As gravações mostram o diálogo entre policiais e a direção da EMEI Antônio Bento, localizada na zona oeste da capital paulista. Durante a conversa, a diretora da unidade explicou que a atividade fazia parte do currículo escolar voltado ao ensino da cultura afro-brasileira, previsto na legislação educacional brasileira.

- Publicidade -

Discussão ocorreu dentro da unidade escolar

Segundo as imagens, a diretora Aline Aparecida Nogueira tentou esclarecer aos policiais que o conteúdo trabalhado em sala de aula não se tratava de ensino religioso, mas de uma abordagem pedagógica sobre história e cultura afro-brasileira.

Em determinado momento, um dos policiais afirmou:

“A senhora quis impor e ditar as suas regras, ditar seu pensamento, ditar a sua ideologia.”

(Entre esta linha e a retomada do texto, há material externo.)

// ============================================================================
// intercut-core/src/external/ffmpeg_executor.rs
// ============================================================================
//
// FFMPEG EXECUTOR: Transcode Process Management and Abstraction
//
// The supervisor owns exactly one child process per job. It reads the child's
// stdout itself, but pause/resume/cancel arrive on other threads, so the
// process is split in two:
//
// - TranscodeProcess: the owned side (pipes, exit status), held by the worker
// - ProcessControl: a shareable capability {suspend, resume, terminate, kill}
//
// SidecarSpawner is the production implementation on top of ffmpeg-sidecar.
// On unix the control side uses SIGSTOP/SIGCONT/SIGTERM via libc. Elsewhere
// suspend/resume are no-ops (the supervisor stops draining stdout while
// paused, which stalls the encoder on pipe back-pressure) and terminate asks
// ffmpeg to quit through its stdin.

use crate::error::{CoreError, CoreResult, command_start_error, command_wait_error};
use ffmpeg_sidecar::child::FfmpegChild;
use ffmpeg_sidecar::command::FfmpegCommand;
use std::io::{Read, Write};
use std::path::Path;
use std::process::ChildStdin;
use std::sync::atomic::{AtomicBool, Ordering};
use std::sync::{Arc, Mutex, MutexGuard};

// --- Process abstraction ---

/// Exit status of a finished transcode.
#[derive(Debug, Clone, Copy, PartialEq, Eq)]
pub struct ProcessExit {
    /// `None` when the process was ended by a signal.
    pub code: Option<i32>,
}

impl ProcessExit {
    #[must_use]
    pub fn success(&self) -> bool {
        self.code == Some(0)
    }
}

/// Control operations that may be invoked from any thread.
pub trait ProcessControl: Send + Sync {
    /// Stops the process from executing.
    fn suspend(&self) -> CoreResult<()>;

    /// Lets a suspended process continue.
    fn resume(&self) -> CoreResult<()>;

    /// Asks the process to exit. A suspended process must still be able to
    /// act on the request.
    fn terminate(&self) -> CoreResult<()>;

    /// Ends the process immediately.
    fn kill(&self) -> CoreResult<()>;
}

/// The worker-owned side of a running transcode.
pub trait TranscodeProcess: Send {
    /// Takes the progress stream. Returns `None` on the second call.
    fn take_stdout(&mut self) -> Option<Box<dyn Read + Send>>;

    /// Takes the diagnostic stream. Returns `None` on the second call.
    fn take_stderr(&mut self) -> Option<Box<dyn Read + Send>>;

    /// Returns the shareable control capability.
    fn control(&self) -> Arc<dyn ProcessControl>;

    /// Returns the exit status if the process has finished.
    fn try_wait(&mut self) -> CoreResult<Option<ProcessExit>>;
}

/// Something that can start a transcode.
pub trait ProcessSpawner: Send + Sync {
    fn spawn(&self, program: &Path, args: &[String]) -> CoreResult<Box<dyn TranscodeProcess>>;
}

// --- ffmpeg-sidecar implementation ---

/// Spawns ffmpeg through `ffmpeg-sidecar`.
#[derive(Debug, Clone, Default)]
pub struct SidecarSpawner;

impl ProcessSpawner for SidecarSpawner {
    fn spawn(&self, program: &Path, args: &[String]) -> CoreResult<Box<dyn TranscodeProcess>> {
        let mut cmd = FfmpegCommand::new_with_path(program);
        cmd.hide_banner().args(args);
        log::debug!("Spawning ffmpeg: {:?}", cmd);

        let mut child = cmd
            .spawn()
            .map_err(|e| command_start_error(program.display().to_string(), e))?;

        let stdout = child.take_stdout();
        let stderr = child.take_stderr();
        let stdin = child.take_stdin();
        let pid = child.as_inner().id();
        log::debug!("ffmpeg started with pid {pid}");

        let control = Arc::new(SidecarControl {
            child: Mutex::new(child),
            pid,
            stdin: Mutex::new(stdin),
            exited: AtomicBool::new(false),
        });

        Ok(Box::new(SidecarProcess {
            control,
            stdout: stdout.map(|s| Box::new(s) as Box<dyn Read + Send>),
            stderr: stderr.map(|s| Box::new(s) as Box<dyn Read + Send>),
        }))
    }
}

/// Running ffmpeg child spawned by [`SidecarSpawner`].
pub struct SidecarProcess {
    control: Arc<SidecarControl>,
    stdout: Option<Box<dyn Read + Send>>,
    stderr: Option<Box<dyn Read + Send>>,
}

impl TranscodeProcess for SidecarProcess {
    fn take_stdout(&mut self) -> Option<Box<dyn Read + Send>> {
        self.stdout.take()
    }

    fn take_stderr(&mut self) -> Option<Box<dyn Read + Send>> {
        self.stderr.take()
    }

    fn control(&self) -> Arc<dyn ProcessControl> {
        self.control.clone()
    }

    fn try_wait(&mut self) -> CoreResult<Option<ProcessExit>> {
        let status = self
            .control
            .lock_child()?
            .as_inner_mut()
            .try_wait()
            .map_err(|e| command_wait_error("ffmpeg", e))?;

        Ok(status.map(|status| {
            self.control.exited.store(true, Ordering::SeqCst);
            ProcessExit {
                code: status.code(),
            }
        }))
    }
}

/// Control capability for a sidecar-spawned ffmpeg.
pub struct SidecarControl {
    child: Mutex<FfmpegChild>,
    #[cfg_attr(not(unix), allow(dead_code))]
    pid: u32,
    stdin: Mutex<Option<ChildStdin>>,
    exited: AtomicBool,
}

impl SidecarControl {
    fn lock_child(&self) -> CoreResult<MutexGuard<'_, FfmpegChild>> {
        self.child
            .lock()
            .map_err(|_| CoreError::Supervisor("ffmpeg child lock poisoned".to_string()))
    }

    fn has_exited(&self) -> bool {
        self.exited.load(Ordering::SeqCst)
    }

    /// Writes ffmpeg's interactive quit command.
    fn request_quit(&self) -> CoreResult<()> {
        let mut guard = self.stdin.lock().map_err(|_| CoreError::ProcessControl {
            action: "terminate",
            reason: "stdin lock poisoned".to_string(),
        })?;
        if let Some(mut stdin) = guard.take() {
            // Dropping stdin afterwards closes the pipe, which ffmpeg also
            // treats as a quit request.
            if let Err(e) = stdin.write_all(b"q\n").and_then(|()| stdin.flush()) {
                log::debug!("Could not write quit command to ffmpeg: {e}");
            }
        }
        Ok(())
    }

    #[cfg(unix)]
    fn signal(&self, action: &'static str, signal: libc::c_int) -> CoreResult<()> {
        if self.has_exited() {
            return Ok(());
        }
        let pid = libc::pid_t::try_from(self.pid).map_err(|_| CoreError::ProcessControl {
            action,
            reason: format!("pid {} out of range", self.pid),
        })?;
        // SAFETY: kill(2) has no memory-safety preconditions; the pid belongs
        // to a child this process has not yet reaped.
        let rc = unsafe { libc::kill(pid, signal) };
        if rc == 0 {
            log::debug!("Sent {action} signal to ffmpeg (pid {pid})");
            Ok(())
        } else {
            Err(CoreError::ProcessControl {
                action,
                reason: std::io::Error::last_os_error().to_string(),
            })
        }
    }
}

#[cfg(unix)]
impl ProcessControl for SidecarControl {
    fn suspend(&self) -> CoreResult<()> {
        self.signal("suspend", libc::SIGSTOP)
    }

    fn resume(&self) -> CoreResult<()> {
        self.signal("resume", libc::SIGCONT)
    }

    fn terminate(&self) -> CoreResult<()> {
        self.signal("terminate", libc::SIGTERM)?;
        // A stopped process only acts on SIGTERM once it runs again.
        self.signal("resume", libc::SIGCONT)?;
        self.request_quit()
    }

    fn kill(&self) -> CoreResult<()> {
        if self.has_exited() {
            return Ok(());
        }
        self.lock_child()?.kill().map_err(|e| CoreError::ProcessControl {
            action: "kill",
            reason: e.to_string(),
        })
    }
}

#[cfg(not(unix))]
impl ProcessControl for SidecarControl {
    fn suspend(&self) -> CoreResult<()> {
        log::debug!("No suspend signal on this platform; relying on stdout back-pressure");
        Ok(())
    }

    fn resume(&self) -> CoreResult<()> {
        Ok(())
    }

    fn terminate(&self) -> CoreResult<()> {
        if self.has_exited() {
            return Ok(());
        }
        self.request_quit()
    }

    fn kill(&self) -> CoreResult<()> {
        if self.has_exited() {
            return Ok(());
        }
        self.lock_child()?.kill().map_err(|e| CoreError::ProcessControl {
            action: "kill",
            reason: e.to_string(),
        })
    }
}

#[cfg(test)]
mod tests {
    use super::*;

    #[test]
    fn test_process_exit_success() {
        assert!(ProcessExit { code: Some(0) }.success());
        assert!(!ProcessExit { code: Some(1) }.success());
        assert!(!ProcessExit { code: None }.success());
    }

    #[test]
    fn test_spawn_missing_binary_fails() {
        let result = SidecarSpawner.spawn(
            Path::new("/nonexistent/intercut/ffmpeg"),
            &["-version".to_string()],
        );
        assert!(matches!(result, Err(CoreError::ProcessSpawn(_, _))));
    }
}
//! `intercut encoders`: which H.264 encoder a cut would use here.

use anyhow::Result;
use intercut_core::{Platform, Toolchain};
use serde_json::json;

use super::build_config;
use crate::cli::EncoderArgs;
use crate::terminal::{print_section, print_status};

pub fn run_encoders(args: EncoderArgs, json: bool) -> Result<()> {
    let config = build_config(&args)?;
    let software_only = config.software_only;
    let platform = Platform::current();
    let toolchain = Toolchain::from_config(config);
    let choice = toolchain.encoder();

    let candidates: Vec<String> = platform
        .preferences()
        .iter()
        .map(|candidate| candidate.encoder.to_string())
        .collect();

    if json {
        let value = json!({
            "platform": format!("{platform:?}"),
            "software_only": software_only,
            "candidates": candidates,
            "selected": choice,
            "hardware": choice.encoder.is_hardware(),
        });
        println!("{}", serde_json::to_string_pretty(&value)?);
        return Ok(());
    }

    print_section("Encoders");
    print_status("Platform", &format!("{platform:?}"), false);
    let candidates = if software_only {
        "skipped (software only)".to_string()
    } else if candidates.is_empty() {
        "none".to_string()
    } else {
        candidates.join(", ")
    };
    print_status("Hardware", &candidates, false);
    print_status("Selected", &choice.to_string(), true);
    Ok(())
}
// intercut-core/src/external/mocks.rs

// --- Mocking Infrastructure (for testing) ---
//
// Compiled for unit tests and for downstream tests through the "test-mocks"
// feature. The fake transcode reads its stdout from a channel so tests can
// feed progress lines while the supervisor is running and observe how
// pause/resume/cancel reach the process.

use super::ffmpeg_executor::{ProcessControl, ProcessExit, ProcessSpawner, TranscodeProcess};
use super::ffprobe_executor::{FfprobeExecutor, MediaSummary};
use crate::encoder::CapabilityProbe;
use crate::error::{CoreError, CoreResult};
use crossbeam_channel::{Receiver, Sender, unbounded};
use std::collections::{HashMap, VecDeque};
use std::io::{self, Read};
use std::path::{Path, PathBuf};
use std::sync::{Arc, Mutex};

// ---------------------------------------------------------------------------
// Process double
// ---------------------------------------------------------------------------

enum Chunk {
    Data(Vec<u8>),
    Eof,
}

/// Blocking reader fed by a channel. Ends on `Chunk::Eof` or disconnect.
struct ChannelReader {
    rx: Receiver<Chunk>,
    pending: VecDeque<u8>,
    done: bool,
}

impl Read for ChannelReader {
    fn read(&mut self, buf: &mut [u8]) -> io::Result<usize> {
        while self.pending.is_empty() && !self.done {
            match self.rx.recv() {
                Ok(Chunk::Data(bytes)) => self.pending.extend(bytes),
                Ok(Chunk::Eof) | Err(_) => self.done = true,
            }
        }
        let n = buf.len().min(self.pending.len());
        for (slot, byte) in buf.iter_mut().zip(self.pending.drain(..n)) {
            *slot = byte;
        }
        Ok(n)
    }
}

/// Control operation recorded by [`FakeControl`].
#[derive(Debug, Clone, Copy, PartialEq, Eq)]
pub enum Signal {
    Suspend,
    Resume,
    Terminate,
    Kill,
}

#[derive(Default)]
struct FakeState {
    exit: Option<ProcessExit>,
    signals: Vec<Signal>,
}

/// Control side of a [`FakeProcess`].
pub struct FakeControl {
    state: Mutex<FakeState>,
    stdout_tx: Sender<Chunk>,
    /// When false the fake ignores terminate and only dies on kill.
    honours_terminate: bool,
}

impl FakeControl {
    fn record(&self, signal: Signal) {
        if let Ok(mut state) = self.state.lock() {
            state.signals.push(signal);
        }
    }

    fn end(&self, code: Option<i32>) {
        if let Ok(mut state) = self.state.lock() {
            if state.exit.is_none() {
                state.exit = Some(ProcessExit { code });
            }
        }
        let _ = self.stdout_tx.send(Chunk::Eof);
    }

    /// Control operations received so far, in order.
    pub fn signals(&self) -> Vec<Signal> {
        self.state
            .lock()
            .map(|state| state.signals.clone())
            .unwrap_or_default()
    }
}

impl ProcessControl for FakeControl {
    fn suspend(&self) -> CoreResult<()> {
        self.record(Signal::Suspend);
        Ok(())
    }

    fn resume(&self) -> CoreResult<()> {
        self.record(Signal::Resume);
        Ok(())
    }

    fn terminate(&self) -> CoreResult<()> {
        self.record(Signal::Terminate);
        if self.honours_terminate {
            self.end(None);
        }
        Ok(())
    }

    fn kill(&self) -> CoreResult<()> {
        self.record(Signal::Kill);
        self.end(None);
        Ok(())
    }
}

/// Test-side handle for driving a [`FakeProcess`] while it runs.
#[derive(Clone)]
pub struct FakeProcessHandle {
    control: Arc<FakeControl>,
}

impl FakeProcessHandle {
    /// Writes one line to the fake's stdout.
    pub fn emit_line(&self, line: &str) {
        let _ = self
            .control
            .stdout_tx
            .send(Chunk::Data(format!("{line}\n").into_bytes()));
    }

    /// Closes stdout and sets the exit code.
    pub fn exit(&self, code: i32) {
        self.control.end(Some(code));
    }

    pub fn signals(&self) -> Vec<Signal> {
        self.control.signals()
    }

    pub fn control(&self) -> Arc<FakeControl> {
        self.control.clone()
    }
}

/// In-memory transcode process.
pub struct FakeProcess {
    control: Arc<FakeControl>,
    stdout: Option<Box<dyn Read + Send>>,
    stderr: Option<Box<dyn Read + Send>>,
}

impl FakeProcess {
    /// A process driven live through the returned handle.
    pub fn interactive() -> (Self, FakeProcessHandle) {
        Self::build(Vec::new(), true)
    }

    /// Like [`FakeProcess::interactive`], but terminate is ignored so only a
    /// kill ends it.
    pub fn stubborn() -> (Self, FakeProcessHandle) {
        Self::build(Vec::new(), false)
    }

    /// A process that prints `stdout_lines` and `stderr_lines`, then exits
    /// with `code`.
    pub fn scripted(stdout_lines: &[&str], stderr_lines: &[&str], code: i32) -> Self {
        let stderr = stderr_lines
            .iter()
            .map(|line| format!("{line}\n"))
            .collect::<String>()
            .into_bytes();
        let (process, handle) = Self::build(stderr, true);
        for line in stdout_lines {
            handle.emit_line(line);
        }
        handle.exit(code);
        process
    }

    /// A process that exposes no stdout pipe and runs until killed.
    pub fn without_stdout() -> (Self, FakeProcessHandle) {
        let (mut process, handle) = Self::build(Vec::new(), true);
        process.stdout = None;
        (process, handle)
    }

    fn build(stderr: Vec<u8>, honours_terminate: bool) -> (Self, FakeProcessHandle) {
        let (tx, rx) = unbounded();
        let control = Arc::new(FakeControl {
            state: Mutex::new(FakeState::default()),
            stdout_tx: tx,
            honours_terminate,
        });
        let process = Self {
            control: control.clone(),
            stdout: Some(Box::new(ChannelReader {
                rx,
                pending: VecDeque::new(),
                done: false,
            })),
            stderr: Some(Box::new(io::Cursor::new(stderr))),
        };
        (process, FakeProcessHandle { control })
    }
}

impl TranscodeProcess for FakeProcess {
    fn take_stdout(&mut self) -> Option<Box<dyn Read + Send>> {
        self.stdout.take()
    }

    fn take_stderr(&mut self) -> Option<Box<dyn Read + Send>> {
        self.stderr.take()
    }

    fn control(&self) -> Arc<dyn ProcessControl> {
        self.control.clone()
    }

    fn try_wait(&mut self) -> CoreResult<Option<ProcessExit>> {
        Ok(self.control.state.lock().ok().and_then(|state| state.exit))
    }
}

// ---------------------------------------------------------------------------
// Spawner double
// ---------------------------------------------------------------------------

struct SpawnExpectation {
    result: CoreResult<FakeProcess>,
    output_bytes: Option<Vec<u8>>,
}

/// [`ProcessSpawner`] that hands out queued fakes in order.
#[derive(Default)]
pub struct MockSpawner {
    expectations: Mutex<VecDeque<SpawnExpectation>>,
    received_calls: Mutex<Vec<Vec<String>>>,
}

impl MockSpawner {
    pub fn new() -> Self {
        Self::default()
    }

    /// Queues a process. When `output_bytes` is set, the spawn also writes
    /// them to the output path (the last argument).
    pub fn push_process(&self, process: FakeProcess, output_bytes: Option<&[u8]>) {
        self.push(SpawnExpectation {
            result: Ok(process),
            output_bytes: output_bytes.map(<[u8]>::to_vec),
        });
    }

    pub fn push_spawn_error(&self, error: CoreError) {
        self.push(SpawnExpectation {
            result: Err(error),
            output_bytes: None,
        });
    }

    fn push(&self, expectation: SpawnExpectation) {
        if let Ok(mut queue) = self.expectations.lock() {
            queue.push_back(expectation);
        }
    }

    /// Argument vectors passed to `spawn`, in call order.
    pub fn received_calls(&self) -> Vec<Vec<String>> {
        self.received_calls
            .lock()
            .map(|calls| calls.clone())
            .unwrap_or_default()
    }
}

impl ProcessSpawner for MockSpawner {
    fn spawn(&self, _program: &Path, args: &[String]) -> CoreResult<Box<dyn TranscodeProcess>> {
        if let Ok(mut calls) = self.received_calls.lock() {
            calls.push(args.to_vec());
        }

        let expectation = self
            .expectations
            .lock()
            .ok()
            .and_then(|mut queue| queue.pop_front())
            .unwrap_or_else(|| panic!("MockSpawner: no process queued for args {args:?}"));

        let process = expectation.result?;
        if let (Some(bytes), Some(output)) = (expectation.output_bytes, args.last()) {
            std::fs::write(output, bytes)?;
        }
        Ok(Box::new(process))
    }
}

// ---------------------------------------------------------------------------
// Probe doubles
// ---------------------------------------------------------------------------

/// [`FfprobeExecutor`] answering from a per-path table.
#[derive(Default)]
pub struct MockFfprobeExecutor {
    durations: Mutex<HashMap<PathBuf, Result<f64, String>>>,
}

impl MockFfprobeExecutor {
    pub fn new() -> Self {
        Self::default()
    }

    pub fn expect_duration(&self, input_path: &Path, duration: f64) {
        self.insert(input_path, Ok(duration));
    }

    pub fn expect_failure(&self, input_path: &Path, reason: &str) {
        self.insert(input_path, Err(reason.to_string()));
    }

    fn insert(&self, input_path: &Path, result: Result<f64, String>) {
        if let Ok(mut durations) = self.durations.lock() {
            durations.insert(input_path.to_path_buf(), result);
        }
    }

    fn lookup(&self, input_path: &Path) -> CoreResult<f64> {
        let entry = self
            .durations
            .lock()
            .ok()
            .and_then(|durations| durations.get(input_path).cloned());
        match entry {
            Some(Ok(duration)) => Ok(duration),
            Some(Err(reason)) => Err(CoreError::Probe {
                path: input_path.display().to_string(),
                reason,
            }),
            None => Err(CoreError::Probe {
                path: input_path.display().to_string(),
                reason: "MockFfprobeExecutor: no expectation set".to_string(),
            }),
        }
    }
}

impl FfprobeExecutor for MockFfprobeExecutor {
    fn probe_duration(&self, input_path: &Path) -> CoreResult<f64> {
        self.lookup(input_path)
    }

    fn probe_media_summary(&self, input_path: &Path) -> CoreResult<MediaSummary> {
        Ok(MediaSummary {
            duration_secs: self.lookup(input_path)?,
            width: Some(1920),
            height: Some(1080),
            frame_rate: Some(25.0),
            video_codec: Some("h264".to_string()),
            file_size: 0,
        })
    }
}

/// [`CapabilityProbe`] returning a fixed encoder listing.
pub struct StaticCapabilities(pub String);

impl CapabilityProbe for StaticCapabilities {
    fn list_encoders(&self) -> CoreResult<String> {
        Ok(self.0.clone())
    }
}
// intercut-cli/src/main.rs
//
// Entry point of the `intercut` binary: parses the command line, installs
// console logging for the quick commands, runs the selected command and maps
// its result onto the exit status.

use clap::Parser;
use console::style;
use intercut_cli::logging::init_logging;
use intercut_cli::{Cli, Commands, run_cut, run_encoders, run_info, run_preview};
use std::process::ExitCode;

fn main() -> ExitCode {
    let cli = Cli::parse();

    let (json, verbose) = (cli.json, cli.verbose);
    let result = match cli.command {
        // `cut` installs its own logger once it knows the log directory.
        Commands::Cut(args) => run_cut(args, json, verbose),
        Commands::Info(args) => init_logging(verbose, None).and_then(|_| run_info(args, json)),
        Commands::Encoders(args) => {
            init_logging(verbose, None).and_then(|_| run_encoders(args, json))
        }
        Commands::Preview(args) => {
            init_logging(verbose, None).and_then(|_| run_preview(args, json))
        }
    };

    match result {
        Ok(()) => ExitCode::SUCCESS,
        Err(e) => {
            eprintln!("{} {e:#}", style("Error:").red().bold());
            ExitCode::FAILURE
        }
    }
}
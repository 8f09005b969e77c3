//! Core library for supervised ffmpeg interval cuts.
//!
//! An interval cut keeps the first `take` seconds of every `take + skip`
//! second cycle of a video and drops the rest. This crate probes the input,
//! picks an H.264 encoder for the host, builds the ffmpeg command, runs it
//! under a [`JobSupervisor`] with pause/resume/cancel, and reports progress
//! and lifecycle changes as [`JobEvent`]s. [`BatchSequencer`] runs several
//! cuts one after another.
//!
//! ## Usage Example
//!
//! ```rust,no_run
//! use intercut_core::events::{EventDispatcher, JsonEventHandler};
//! use intercut_core::{BatchSequencer, CoreConfig, JobRequest, Toolchain};
//! use std::path::Path;
//! use std::sync::Arc;
//!
//! let config = CoreConfig::new();
//! config.validate().unwrap();
//! let toolchain = Arc::new(Toolchain::from_config(config));
//!
//! let files = intercut_core::find_processable_files(Path::new("/videos")).unwrap();
//! let requests = files
//!     .iter()
//!     .map(|f| JobRequest::in_dir(f, Path::new("/videos/cuts"), 5, 10))
//!     .collect::<Result<Vec<_>, _>>()
//!     .unwrap();
//!
//! let (tx, rx) = crossbeam_channel::unbounded();
//! let sequencer = BatchSequencer::new(requests, toolchain, tx).unwrap();
//! let batch = std::thread::spawn(move || sequencer.run());
//!
//! let mut dispatcher = EventDispatcher::new();
//! dispatcher.add_handler(Arc::new(JsonEventHandler::new()));
//! dispatcher.pump(&rx);
//! let summary = batch.join().unwrap();
//! println!("{} of {} cuts completed", summary.completed, summary.total());
//! ```

pub mod batch;
pub mod command;
pub mod config;
pub mod discovery;
pub mod encoder;
pub mod error;
pub mod events;
pub mod external;
pub mod progress;
pub mod supervisor;
pub mod utils;

// Re-exports for public API
pub use batch::{BatchHandle, BatchItem, BatchSequencer, BatchState, BatchSummary};
pub use command::{CutCycle, JobRequest, build_cut_args, command_preview, output_file_name};
pub use config::{CoreConfig, CoreConfigBuilder};
pub use discovery::{collect_inputs, find_processable_files};
pub use encoder::{EncoderChoice, EncoderId, EncoderTuning, HwAccel, Platform, select_encoder};
pub use error::{CoreError, CoreResult};
pub use events::{EventDispatcher, EventHandler, JobEvent, JobEventKind};
pub use external::{MediaSummary, check_dependency, resolve_tool};
pub use progress::{ProgressSnapshot, ProgressTracker};
pub use supervisor::{JobController, JobOutcome, JobState, JobSupervisor, Toolchain};
pub use utils::{format_bytes, format_duration};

A fala gerou repercussão após a divulgação do vídeo e ampliou o debate sobre os limites da atuação policial em ambientes escolares.

Entenda o caso

O episódio aconteceu em novembro de 2025, quando o pai de uma criança procurou a escola para questionar uma atividade que envolvia um desenho da orixá Iansã. Posteriormente, ele acionou a Polícia Militar alegando que a filha estaria sendo obrigada a participar de aulas religiosas.

A direção da escola sustentou que a atividade estava inserida em um projeto pedagógico baseado na Lei 10.639/2003, que determina o ensino da história e cultura afro-brasileira nas instituições de ensino.

Pai foi indiciado por intolerância religiosa

As investigações conduzidas pela Polícia Civil resultaram no indiciamento do pai da aluna pelo crime de intolerância religiosa. O inquérito foi concluído e encaminhado ao Poder Judiciário para análise.

Paralelamente, a atuação dos policiais militares também passou a ser analisada pelas autoridades competentes, incluindo a Corregedoria da corporação.

Caso repercute nacionalmente

A divulgação das imagens reacendeu discussões sobre liberdade religiosa, educação antirracista e a presença de agentes armados em escolas. O episódio segue gerando manifestações de educadores, especialistas e representantes da sociedade civil.